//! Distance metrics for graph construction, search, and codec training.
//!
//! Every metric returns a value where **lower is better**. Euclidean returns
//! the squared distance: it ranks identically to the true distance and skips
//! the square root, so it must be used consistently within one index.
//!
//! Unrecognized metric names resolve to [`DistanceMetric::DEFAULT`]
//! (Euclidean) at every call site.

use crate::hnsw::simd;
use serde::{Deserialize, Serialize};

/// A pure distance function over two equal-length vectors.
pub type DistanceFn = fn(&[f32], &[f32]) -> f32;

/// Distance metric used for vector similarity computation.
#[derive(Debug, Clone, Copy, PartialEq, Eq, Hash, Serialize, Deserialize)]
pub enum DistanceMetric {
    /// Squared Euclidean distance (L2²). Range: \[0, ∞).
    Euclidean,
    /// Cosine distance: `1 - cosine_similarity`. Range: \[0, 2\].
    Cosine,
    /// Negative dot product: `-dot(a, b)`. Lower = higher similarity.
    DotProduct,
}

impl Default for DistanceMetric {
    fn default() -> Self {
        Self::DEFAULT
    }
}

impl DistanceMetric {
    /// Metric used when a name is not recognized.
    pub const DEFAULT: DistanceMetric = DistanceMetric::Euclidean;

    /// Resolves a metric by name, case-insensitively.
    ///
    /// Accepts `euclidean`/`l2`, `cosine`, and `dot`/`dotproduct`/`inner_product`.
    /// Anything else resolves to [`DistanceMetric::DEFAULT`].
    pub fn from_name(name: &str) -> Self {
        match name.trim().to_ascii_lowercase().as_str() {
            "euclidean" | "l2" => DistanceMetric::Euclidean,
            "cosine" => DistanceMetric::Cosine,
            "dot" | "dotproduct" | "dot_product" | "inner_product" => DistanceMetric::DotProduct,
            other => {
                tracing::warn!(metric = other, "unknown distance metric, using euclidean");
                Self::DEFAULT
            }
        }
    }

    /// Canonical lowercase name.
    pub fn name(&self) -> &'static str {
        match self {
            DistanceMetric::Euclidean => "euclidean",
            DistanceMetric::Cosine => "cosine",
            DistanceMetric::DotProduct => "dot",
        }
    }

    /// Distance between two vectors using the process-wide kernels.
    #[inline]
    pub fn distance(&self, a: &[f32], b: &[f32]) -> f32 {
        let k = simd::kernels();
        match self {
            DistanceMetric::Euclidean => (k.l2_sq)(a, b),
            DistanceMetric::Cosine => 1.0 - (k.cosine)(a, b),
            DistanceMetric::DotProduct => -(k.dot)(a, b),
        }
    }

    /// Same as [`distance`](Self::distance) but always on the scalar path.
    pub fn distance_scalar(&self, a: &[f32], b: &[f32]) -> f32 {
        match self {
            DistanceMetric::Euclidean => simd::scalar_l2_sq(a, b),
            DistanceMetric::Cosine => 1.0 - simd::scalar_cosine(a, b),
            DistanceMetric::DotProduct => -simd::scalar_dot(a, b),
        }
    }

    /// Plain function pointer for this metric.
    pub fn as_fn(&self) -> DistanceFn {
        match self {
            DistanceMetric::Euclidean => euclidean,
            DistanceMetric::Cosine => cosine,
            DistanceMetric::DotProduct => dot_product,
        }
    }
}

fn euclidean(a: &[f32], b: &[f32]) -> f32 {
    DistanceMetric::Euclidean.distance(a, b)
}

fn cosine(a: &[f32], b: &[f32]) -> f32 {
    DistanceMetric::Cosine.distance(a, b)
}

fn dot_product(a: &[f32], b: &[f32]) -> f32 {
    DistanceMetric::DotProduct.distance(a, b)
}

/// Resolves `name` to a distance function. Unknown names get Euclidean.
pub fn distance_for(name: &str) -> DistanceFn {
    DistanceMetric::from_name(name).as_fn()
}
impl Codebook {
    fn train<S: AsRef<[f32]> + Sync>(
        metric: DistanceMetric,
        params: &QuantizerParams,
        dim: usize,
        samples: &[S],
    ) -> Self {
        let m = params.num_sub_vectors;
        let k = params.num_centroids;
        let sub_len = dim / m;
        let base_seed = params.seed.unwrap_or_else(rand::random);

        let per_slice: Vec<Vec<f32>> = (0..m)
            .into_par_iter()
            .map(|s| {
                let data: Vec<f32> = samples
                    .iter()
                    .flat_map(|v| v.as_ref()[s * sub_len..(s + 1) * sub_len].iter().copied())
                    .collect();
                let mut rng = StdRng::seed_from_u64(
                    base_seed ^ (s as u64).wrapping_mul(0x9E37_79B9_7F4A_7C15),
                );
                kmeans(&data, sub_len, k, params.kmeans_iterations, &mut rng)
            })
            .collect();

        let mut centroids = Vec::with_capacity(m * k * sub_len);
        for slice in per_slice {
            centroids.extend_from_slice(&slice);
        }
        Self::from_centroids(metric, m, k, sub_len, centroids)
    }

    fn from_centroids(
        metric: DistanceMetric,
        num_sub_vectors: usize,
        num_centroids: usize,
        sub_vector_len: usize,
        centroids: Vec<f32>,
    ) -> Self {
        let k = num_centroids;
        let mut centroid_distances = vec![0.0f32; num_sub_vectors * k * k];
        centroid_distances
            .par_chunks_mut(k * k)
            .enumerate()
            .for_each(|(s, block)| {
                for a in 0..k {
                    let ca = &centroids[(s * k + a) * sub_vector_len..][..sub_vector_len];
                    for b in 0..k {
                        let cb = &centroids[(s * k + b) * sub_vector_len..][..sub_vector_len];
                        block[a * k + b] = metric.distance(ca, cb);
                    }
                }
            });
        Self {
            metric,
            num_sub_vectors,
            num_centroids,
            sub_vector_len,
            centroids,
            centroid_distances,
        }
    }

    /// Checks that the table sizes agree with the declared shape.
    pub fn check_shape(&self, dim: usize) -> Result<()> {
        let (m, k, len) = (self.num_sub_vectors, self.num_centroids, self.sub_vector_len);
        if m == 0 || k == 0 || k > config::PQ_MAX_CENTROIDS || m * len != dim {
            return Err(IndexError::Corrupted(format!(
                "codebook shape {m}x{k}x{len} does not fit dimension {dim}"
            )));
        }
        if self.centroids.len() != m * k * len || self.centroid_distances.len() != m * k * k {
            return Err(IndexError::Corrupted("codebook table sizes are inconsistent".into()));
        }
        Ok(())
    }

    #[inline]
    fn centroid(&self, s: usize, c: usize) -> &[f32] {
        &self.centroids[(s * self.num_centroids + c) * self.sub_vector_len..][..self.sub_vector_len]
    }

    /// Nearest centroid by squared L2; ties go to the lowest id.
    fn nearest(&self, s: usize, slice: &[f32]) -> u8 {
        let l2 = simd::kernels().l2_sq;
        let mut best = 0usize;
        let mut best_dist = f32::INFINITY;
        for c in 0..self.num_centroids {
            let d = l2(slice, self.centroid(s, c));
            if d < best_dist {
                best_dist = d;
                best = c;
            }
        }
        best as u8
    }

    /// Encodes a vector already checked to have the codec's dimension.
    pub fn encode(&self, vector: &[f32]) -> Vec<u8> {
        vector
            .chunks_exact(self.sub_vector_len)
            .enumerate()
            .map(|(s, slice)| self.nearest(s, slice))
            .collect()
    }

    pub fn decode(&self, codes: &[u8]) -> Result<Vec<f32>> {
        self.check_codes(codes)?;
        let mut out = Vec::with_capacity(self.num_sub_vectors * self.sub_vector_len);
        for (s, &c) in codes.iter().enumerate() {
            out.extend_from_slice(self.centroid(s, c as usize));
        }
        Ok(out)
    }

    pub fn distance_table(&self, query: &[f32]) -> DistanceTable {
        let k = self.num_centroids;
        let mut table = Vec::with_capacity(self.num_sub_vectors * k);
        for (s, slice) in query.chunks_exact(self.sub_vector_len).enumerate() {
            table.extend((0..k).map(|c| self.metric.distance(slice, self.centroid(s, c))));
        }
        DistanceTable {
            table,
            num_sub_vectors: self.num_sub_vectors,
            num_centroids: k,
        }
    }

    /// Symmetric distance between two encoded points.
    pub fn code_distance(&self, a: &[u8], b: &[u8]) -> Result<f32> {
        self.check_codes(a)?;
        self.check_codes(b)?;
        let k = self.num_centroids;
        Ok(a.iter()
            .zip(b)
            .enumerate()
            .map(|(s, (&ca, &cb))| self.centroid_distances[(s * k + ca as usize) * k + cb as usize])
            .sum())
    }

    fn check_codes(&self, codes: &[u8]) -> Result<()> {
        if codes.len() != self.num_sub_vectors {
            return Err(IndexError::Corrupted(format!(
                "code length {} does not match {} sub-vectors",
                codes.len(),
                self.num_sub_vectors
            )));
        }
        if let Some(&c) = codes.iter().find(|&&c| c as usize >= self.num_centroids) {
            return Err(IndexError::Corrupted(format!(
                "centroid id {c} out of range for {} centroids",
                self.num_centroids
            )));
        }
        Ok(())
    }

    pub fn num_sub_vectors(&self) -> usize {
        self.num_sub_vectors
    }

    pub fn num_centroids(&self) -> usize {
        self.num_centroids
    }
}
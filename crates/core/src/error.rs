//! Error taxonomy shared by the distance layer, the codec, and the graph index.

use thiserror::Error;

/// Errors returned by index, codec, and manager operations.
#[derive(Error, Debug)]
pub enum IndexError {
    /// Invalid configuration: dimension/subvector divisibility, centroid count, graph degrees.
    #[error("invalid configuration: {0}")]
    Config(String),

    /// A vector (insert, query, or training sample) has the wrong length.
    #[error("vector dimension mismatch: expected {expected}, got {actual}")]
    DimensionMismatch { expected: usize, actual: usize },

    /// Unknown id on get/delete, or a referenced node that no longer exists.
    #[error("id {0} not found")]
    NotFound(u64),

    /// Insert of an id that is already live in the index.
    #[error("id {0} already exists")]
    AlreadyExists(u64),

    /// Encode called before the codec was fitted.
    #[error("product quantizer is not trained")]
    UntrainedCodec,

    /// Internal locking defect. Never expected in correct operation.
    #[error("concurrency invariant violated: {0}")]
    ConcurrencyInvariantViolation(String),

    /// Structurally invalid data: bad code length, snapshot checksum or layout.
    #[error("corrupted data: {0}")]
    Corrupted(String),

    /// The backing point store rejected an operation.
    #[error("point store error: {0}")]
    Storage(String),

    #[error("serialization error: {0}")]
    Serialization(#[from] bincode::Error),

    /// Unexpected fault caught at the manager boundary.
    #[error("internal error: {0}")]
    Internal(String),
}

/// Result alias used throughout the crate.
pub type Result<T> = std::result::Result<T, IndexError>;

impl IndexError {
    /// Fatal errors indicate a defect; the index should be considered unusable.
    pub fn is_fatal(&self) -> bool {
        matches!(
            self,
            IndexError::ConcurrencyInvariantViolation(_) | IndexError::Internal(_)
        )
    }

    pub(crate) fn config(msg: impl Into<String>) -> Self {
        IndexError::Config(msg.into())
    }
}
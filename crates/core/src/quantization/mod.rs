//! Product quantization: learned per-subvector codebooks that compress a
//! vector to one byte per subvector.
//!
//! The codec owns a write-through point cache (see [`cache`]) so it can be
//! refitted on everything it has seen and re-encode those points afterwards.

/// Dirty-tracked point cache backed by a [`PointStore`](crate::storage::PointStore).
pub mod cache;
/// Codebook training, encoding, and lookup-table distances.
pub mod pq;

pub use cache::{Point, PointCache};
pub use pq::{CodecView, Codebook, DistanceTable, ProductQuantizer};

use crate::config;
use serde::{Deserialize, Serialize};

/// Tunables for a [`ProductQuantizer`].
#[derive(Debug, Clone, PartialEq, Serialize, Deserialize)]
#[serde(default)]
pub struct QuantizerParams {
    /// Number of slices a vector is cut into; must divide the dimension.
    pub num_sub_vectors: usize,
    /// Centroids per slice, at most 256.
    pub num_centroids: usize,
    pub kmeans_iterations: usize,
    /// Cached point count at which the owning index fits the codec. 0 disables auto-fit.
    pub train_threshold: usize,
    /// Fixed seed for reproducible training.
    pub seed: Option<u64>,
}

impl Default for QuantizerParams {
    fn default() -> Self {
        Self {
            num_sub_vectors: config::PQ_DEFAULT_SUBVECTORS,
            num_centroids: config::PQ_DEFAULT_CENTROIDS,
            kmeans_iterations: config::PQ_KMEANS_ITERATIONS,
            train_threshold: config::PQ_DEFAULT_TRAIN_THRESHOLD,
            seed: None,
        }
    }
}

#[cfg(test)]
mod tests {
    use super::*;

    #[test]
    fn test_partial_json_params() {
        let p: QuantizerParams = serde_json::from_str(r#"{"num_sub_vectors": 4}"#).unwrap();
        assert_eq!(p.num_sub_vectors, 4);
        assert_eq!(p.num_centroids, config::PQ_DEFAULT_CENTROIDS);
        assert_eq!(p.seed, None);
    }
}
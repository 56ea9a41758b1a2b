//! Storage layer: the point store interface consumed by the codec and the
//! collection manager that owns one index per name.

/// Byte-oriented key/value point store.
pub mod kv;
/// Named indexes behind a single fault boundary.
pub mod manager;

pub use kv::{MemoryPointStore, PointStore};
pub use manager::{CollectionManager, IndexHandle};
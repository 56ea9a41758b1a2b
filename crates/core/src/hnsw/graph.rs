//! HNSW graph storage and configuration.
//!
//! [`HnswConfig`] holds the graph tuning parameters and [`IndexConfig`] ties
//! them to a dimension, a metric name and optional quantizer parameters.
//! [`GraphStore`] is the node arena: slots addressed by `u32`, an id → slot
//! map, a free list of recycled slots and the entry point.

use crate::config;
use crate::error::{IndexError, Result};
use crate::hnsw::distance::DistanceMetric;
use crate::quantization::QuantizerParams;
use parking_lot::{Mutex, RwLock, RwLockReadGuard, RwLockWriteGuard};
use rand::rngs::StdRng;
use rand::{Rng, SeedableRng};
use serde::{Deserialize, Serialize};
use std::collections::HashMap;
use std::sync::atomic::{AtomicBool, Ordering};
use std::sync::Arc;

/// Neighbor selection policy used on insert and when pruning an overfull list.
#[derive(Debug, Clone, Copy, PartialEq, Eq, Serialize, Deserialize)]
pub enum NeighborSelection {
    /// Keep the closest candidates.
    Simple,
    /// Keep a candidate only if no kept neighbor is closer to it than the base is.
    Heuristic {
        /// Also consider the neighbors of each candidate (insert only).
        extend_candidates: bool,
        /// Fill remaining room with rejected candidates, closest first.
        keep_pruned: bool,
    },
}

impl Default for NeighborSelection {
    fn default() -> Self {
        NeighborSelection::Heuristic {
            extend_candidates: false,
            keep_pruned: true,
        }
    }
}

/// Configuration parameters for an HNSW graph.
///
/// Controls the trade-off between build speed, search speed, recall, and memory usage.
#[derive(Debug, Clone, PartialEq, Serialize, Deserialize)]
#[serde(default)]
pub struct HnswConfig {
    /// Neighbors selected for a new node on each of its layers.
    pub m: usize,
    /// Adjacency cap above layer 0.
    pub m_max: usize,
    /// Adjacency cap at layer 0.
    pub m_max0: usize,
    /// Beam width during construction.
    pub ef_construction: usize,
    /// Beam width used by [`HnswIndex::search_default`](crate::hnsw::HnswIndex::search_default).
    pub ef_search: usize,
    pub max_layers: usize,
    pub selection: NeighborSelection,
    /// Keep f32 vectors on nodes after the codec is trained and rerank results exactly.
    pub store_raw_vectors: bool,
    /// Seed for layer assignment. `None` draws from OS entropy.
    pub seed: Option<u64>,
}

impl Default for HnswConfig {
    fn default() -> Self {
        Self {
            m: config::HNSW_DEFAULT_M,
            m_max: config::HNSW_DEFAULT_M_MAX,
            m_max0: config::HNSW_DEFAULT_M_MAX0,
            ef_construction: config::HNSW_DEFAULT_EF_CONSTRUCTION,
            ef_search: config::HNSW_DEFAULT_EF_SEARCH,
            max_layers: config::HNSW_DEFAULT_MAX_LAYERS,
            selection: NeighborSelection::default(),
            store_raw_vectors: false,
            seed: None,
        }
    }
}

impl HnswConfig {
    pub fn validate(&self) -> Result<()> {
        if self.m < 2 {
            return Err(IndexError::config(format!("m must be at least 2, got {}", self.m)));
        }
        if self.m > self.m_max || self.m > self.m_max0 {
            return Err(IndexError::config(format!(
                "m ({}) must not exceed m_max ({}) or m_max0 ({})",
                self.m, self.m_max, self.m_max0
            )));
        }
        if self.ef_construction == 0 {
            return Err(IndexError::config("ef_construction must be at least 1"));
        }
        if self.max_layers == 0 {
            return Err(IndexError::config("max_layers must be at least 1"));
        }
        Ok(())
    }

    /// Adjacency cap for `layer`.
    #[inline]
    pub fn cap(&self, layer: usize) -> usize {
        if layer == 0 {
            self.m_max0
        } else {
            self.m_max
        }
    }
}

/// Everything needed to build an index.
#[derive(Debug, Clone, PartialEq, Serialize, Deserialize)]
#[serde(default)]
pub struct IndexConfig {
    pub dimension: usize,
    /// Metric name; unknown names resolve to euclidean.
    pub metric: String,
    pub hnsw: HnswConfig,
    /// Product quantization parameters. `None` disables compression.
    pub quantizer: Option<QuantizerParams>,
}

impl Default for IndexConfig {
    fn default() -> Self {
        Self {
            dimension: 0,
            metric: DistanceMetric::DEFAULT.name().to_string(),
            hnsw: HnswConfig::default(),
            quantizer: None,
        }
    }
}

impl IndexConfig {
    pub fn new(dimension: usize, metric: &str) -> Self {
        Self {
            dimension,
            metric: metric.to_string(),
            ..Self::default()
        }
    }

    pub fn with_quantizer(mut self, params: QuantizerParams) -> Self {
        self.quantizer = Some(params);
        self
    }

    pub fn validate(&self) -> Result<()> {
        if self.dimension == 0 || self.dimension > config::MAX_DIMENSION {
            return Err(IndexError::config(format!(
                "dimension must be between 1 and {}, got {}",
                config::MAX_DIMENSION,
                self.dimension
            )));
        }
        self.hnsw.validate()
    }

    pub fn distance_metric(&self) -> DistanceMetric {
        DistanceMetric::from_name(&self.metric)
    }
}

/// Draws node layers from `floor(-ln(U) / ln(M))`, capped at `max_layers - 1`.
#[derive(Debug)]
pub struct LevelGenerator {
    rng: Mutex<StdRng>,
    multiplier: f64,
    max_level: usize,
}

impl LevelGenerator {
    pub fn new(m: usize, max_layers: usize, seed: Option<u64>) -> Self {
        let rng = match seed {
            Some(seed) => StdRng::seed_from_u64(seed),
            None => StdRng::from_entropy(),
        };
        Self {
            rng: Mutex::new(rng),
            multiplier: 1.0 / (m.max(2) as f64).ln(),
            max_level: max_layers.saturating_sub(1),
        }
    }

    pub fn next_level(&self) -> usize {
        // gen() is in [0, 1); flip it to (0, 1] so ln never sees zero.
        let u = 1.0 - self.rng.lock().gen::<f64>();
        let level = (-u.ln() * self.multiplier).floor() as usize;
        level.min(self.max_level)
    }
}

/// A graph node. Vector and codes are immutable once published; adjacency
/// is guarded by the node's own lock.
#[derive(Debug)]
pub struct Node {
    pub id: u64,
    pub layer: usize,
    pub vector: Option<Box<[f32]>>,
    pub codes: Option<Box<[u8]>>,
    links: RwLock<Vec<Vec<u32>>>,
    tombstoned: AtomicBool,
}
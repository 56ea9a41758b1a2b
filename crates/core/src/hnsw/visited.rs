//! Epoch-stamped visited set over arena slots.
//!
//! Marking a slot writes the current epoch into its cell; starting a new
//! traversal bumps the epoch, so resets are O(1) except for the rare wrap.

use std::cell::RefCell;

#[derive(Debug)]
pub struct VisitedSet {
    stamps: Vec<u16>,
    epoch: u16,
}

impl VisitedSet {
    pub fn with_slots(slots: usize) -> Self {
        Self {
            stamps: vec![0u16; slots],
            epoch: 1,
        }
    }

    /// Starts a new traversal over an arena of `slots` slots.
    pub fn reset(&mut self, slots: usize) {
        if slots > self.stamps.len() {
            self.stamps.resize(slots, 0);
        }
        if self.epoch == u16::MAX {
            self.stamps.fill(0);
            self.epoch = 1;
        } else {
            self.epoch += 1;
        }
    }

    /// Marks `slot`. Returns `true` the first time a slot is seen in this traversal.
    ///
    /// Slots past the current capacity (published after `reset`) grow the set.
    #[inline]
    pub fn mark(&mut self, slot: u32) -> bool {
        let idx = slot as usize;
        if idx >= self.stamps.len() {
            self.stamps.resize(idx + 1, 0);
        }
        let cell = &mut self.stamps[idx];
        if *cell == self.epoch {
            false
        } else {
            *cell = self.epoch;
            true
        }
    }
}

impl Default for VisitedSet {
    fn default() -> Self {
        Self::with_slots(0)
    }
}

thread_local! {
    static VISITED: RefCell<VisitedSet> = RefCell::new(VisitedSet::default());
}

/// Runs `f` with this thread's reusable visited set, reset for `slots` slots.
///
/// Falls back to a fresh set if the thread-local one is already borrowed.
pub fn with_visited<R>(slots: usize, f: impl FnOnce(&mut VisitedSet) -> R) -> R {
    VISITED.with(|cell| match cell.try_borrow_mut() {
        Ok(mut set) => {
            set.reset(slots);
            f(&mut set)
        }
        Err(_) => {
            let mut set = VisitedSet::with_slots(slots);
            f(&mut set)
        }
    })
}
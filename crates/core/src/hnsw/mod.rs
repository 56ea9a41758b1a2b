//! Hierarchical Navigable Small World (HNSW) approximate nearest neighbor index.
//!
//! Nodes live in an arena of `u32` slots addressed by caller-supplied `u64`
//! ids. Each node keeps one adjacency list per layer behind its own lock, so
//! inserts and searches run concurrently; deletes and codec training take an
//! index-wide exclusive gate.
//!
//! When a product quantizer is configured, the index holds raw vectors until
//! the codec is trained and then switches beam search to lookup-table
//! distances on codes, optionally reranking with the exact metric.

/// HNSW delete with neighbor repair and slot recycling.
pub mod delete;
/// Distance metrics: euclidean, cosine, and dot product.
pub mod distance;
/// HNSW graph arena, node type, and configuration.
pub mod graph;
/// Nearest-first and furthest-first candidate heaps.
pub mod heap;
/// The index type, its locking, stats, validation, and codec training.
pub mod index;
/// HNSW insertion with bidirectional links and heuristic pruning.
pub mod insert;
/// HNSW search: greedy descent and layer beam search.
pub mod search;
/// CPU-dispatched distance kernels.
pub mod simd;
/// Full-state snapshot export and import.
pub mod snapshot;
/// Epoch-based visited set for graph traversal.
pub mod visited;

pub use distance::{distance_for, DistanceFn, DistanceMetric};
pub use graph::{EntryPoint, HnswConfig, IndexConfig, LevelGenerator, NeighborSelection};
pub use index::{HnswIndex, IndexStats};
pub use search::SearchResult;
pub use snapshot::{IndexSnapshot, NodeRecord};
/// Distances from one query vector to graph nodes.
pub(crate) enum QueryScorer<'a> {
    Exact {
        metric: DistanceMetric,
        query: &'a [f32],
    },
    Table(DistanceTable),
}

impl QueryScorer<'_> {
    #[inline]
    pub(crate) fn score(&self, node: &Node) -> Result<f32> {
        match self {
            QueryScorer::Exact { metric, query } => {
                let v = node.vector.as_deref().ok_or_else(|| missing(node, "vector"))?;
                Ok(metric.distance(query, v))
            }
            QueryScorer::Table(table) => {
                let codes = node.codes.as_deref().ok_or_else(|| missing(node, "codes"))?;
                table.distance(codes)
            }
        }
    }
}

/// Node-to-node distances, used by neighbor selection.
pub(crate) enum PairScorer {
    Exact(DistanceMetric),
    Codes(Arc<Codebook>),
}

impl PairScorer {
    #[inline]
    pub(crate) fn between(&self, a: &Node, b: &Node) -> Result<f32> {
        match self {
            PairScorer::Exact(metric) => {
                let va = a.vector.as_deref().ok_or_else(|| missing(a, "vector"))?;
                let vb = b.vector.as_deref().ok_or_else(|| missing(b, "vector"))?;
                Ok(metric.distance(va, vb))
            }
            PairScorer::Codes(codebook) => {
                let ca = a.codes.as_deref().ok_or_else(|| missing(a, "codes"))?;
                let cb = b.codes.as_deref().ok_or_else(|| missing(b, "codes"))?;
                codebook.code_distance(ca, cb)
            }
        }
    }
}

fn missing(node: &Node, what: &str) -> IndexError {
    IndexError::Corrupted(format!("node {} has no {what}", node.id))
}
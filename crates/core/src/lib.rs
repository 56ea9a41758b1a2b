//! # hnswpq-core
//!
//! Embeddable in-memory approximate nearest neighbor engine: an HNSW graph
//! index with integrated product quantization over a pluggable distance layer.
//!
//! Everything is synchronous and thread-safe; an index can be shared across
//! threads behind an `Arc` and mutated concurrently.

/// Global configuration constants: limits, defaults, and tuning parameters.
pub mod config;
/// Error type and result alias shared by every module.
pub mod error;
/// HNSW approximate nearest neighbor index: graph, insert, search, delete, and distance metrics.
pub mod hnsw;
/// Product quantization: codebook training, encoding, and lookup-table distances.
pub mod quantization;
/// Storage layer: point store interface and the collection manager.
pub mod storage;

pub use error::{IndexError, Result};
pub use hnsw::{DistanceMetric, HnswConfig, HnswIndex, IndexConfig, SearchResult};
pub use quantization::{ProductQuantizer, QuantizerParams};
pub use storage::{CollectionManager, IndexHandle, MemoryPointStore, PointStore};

*-*-*

## THE TASK
From the beginning of the listing above down to the line with "pub enum DistanceMetric", every line should be restated exactly.

## SOLUTION TO THE PROBLEM
//! Distance metrics for graph construction, search, and codec training.
//!
//! Every metric returns a value where **lower is better**. Euclidean returns
//! the squared distance: it ranks identically to the true distance and skips
//! the square root, so it must be used consistently within one index.
//!
//! Unrecognized metric names resolve to [`DistanceMetric::DEFAULT`]
//! (Euclidean) at every call site.

use crate::hnsw::simd;
use serde::{Deserialize, Serialize};

/// A pure distance function over two equal-length vectors.
pub type DistanceFn = fn(&[f32], &[f32]) -> f32;

/// Distance metric used for vector similarity computation.
#[derive(Debug, Clone, Copy, PartialEq, Eq, Hash, Serialize, Deserialize)]
pub enum DistanceMetric {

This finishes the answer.